=== Listed records ===
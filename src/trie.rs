// Copyright 2020 Xavier Gillard
//
// Permission is hereby granted, free of charge, to any person obtaining a copy of
// this software and associated documentation files (the "Software"), to deal in
// the Software without restriction, including without limitation the rights to
// use, copy, modify, merge, publish, distribute, sublicense, and/or sell copies of
// the Software, and to permit persons to whom the Software is furnished to do so,
// subject to the following conditions:
//
// The above copyright notice and this permission notice shall be included in all
// copies or substantial portions of the Software.
//
// THE SOFTWARE IS PROVIDED "AS IS", WITHOUT WARRANTY OF ANY KIND, EXPRESS OR
// IMPLIED, INCLUDING BUT NOT LIMITED TO THE WARRANTIES OF MERCHANTABILITY, FITNESS
// FOR A PARTICULAR PURPOSE AND NONINFRINGEMENT. IN NO EVENT SHALL THE AUTHORS OR
// COPYRIGHT HOLDERS BE LIABLE FOR ANY CLAIM, DAMAGES OR OTHER LIABILITY, WHETHER
// IN AN ACTION OF CONTRACT, TORT OR OTHERWISE, ARISING FROM, OUT OF OR IN
// CONNECTION WITH THE SOFTWARE OR THE USE OR OTHER DEALINGS IN THE SOFTWARE.

//! A trie over sorted literal sequences, answering "does any inserted clause
//! hold as a subset of this bitset's set bits" in time proportional to the
//! bitset's popcount rather than the number of inserted clauses. Rebuilt
//! fresh by the sweep engine (`crate::sweep`) at every step from the clauses
//! eligible at that step.

use crate::bitset::BitSet;
use crate::common::Literal;

enum Next {
    Empty,
    Branch {
        bit_pos: usize,
        present: Box<TrieNode>,
        absent: Box<TrieNode>,
    },
}

/// One position in the trie. `ends_here` folds the "Sentinel" case described
/// for this structure into a flag on the node that also carries further
/// branches, since two distinct inserted clauses may share a prefix where one
/// finishes and the other needs to test another literal.
struct TrieNode {
    ends_here: bool,
    next: Next,
}

impl TrieNode {
    fn empty() -> Self {
        TrieNode {
            ends_here: false,
            next: Next::Empty,
        }
    }
}

/// A literal trie, freshly built for one sweep step and discarded at its end.
pub struct LiteralTrie {
    root: TrieNode,
}

impl LiteralTrie {
    pub fn new() -> Self {
        LiteralTrie {
            root: TrieNode::empty(),
        }
    }

    /// Inserts a clause, given as literals already in the clause store's
    /// canonical ascending `(|lit|, lit)` order (equivalently, strictly
    /// ascending bit position order).
    pub fn insert(&mut self, literals: &[Literal]) {
        Self::insert_at(&mut self.root, literals);
    }

    fn insert_at(node: &mut TrieNode, literals: &[Literal]) {
        if literals.is_empty() {
            node.ends_here = true;
            return;
        }
        let bit_pos = crate::common::lit2bitpos(literals[0]);
        match &mut node.next {
            Next::Empty => {
                let mut present = TrieNode::empty();
                Self::insert_at(&mut present, &literals[1..]);
                node.next = Next::Branch {
                    bit_pos,
                    present: Box::new(present),
                    absent: Box::new(TrieNode::empty()),
                };
            }
            Next::Branch {
                bit_pos: existing,
                present,
                absent,
            } => {
                use std::cmp::Ordering::*;
                match bit_pos.cmp(existing) {
                    Equal => Self::insert_at(present, &literals[1..]),
                    Less => {
                        let mut new_present = TrieNode::empty();
                        Self::insert_at(&mut new_present, &literals[1..]);
                        let displaced = std::mem::replace(&mut node.next, Next::Empty);
                        let displaced_node = TrieNode {
                            ends_here: false,
                            next: displaced,
                        };
                        node.next = Next::Branch {
                            bit_pos,
                            present: Box::new(new_present),
                            absent: Box::new(displaced_node),
                        };
                    }
                    Greater => Self::insert_at(absent, literals),
                }
            }
        }
    }

    /// Does any inserted clause's literal set hold as a subset of `bs`'s set
    /// bits?
    pub fn contains_subset_of(&self, bs: &BitSet, unused_words: u32) -> bool {
        Self::query(&self.root, bs, unused_words)
    }

    fn query(node: &TrieNode, bs: &BitSet, unused_words: u32) -> bool {
        if node.ends_here {
            return true;
        }
        match &node.next {
            Next::Empty => false,
            Next::Branch {
                bit_pos,
                present,
                absent,
            } => {
                if *bit_pos as i64 > bs.last_set_bit(unused_words) {
                    return false;
                }
                if bs.is_set(*bit_pos, unused_words) && Self::query(present, bs, unused_words) {
                    return true;
                }
                Self::query(absent, bs, unused_words)
            }
        }
    }
}

impl Default for LiteralTrie {
    fn default() -> Self {
        Self::new()
    }
}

=== Activity ===
Exactly as written, please transcribe the lines from the start of the records above to the line that holds "the rights to", both ends included.

=== Output below ===
filename src/trie.rs
// Copyright 2020 Xavier Gillard
//
// Permission is hereby granted, free of charge, to any person obtaining a copy of
// this software and associated documentation files (the "Software"), to deal in
// the Software without restriction, including without limitation the rights to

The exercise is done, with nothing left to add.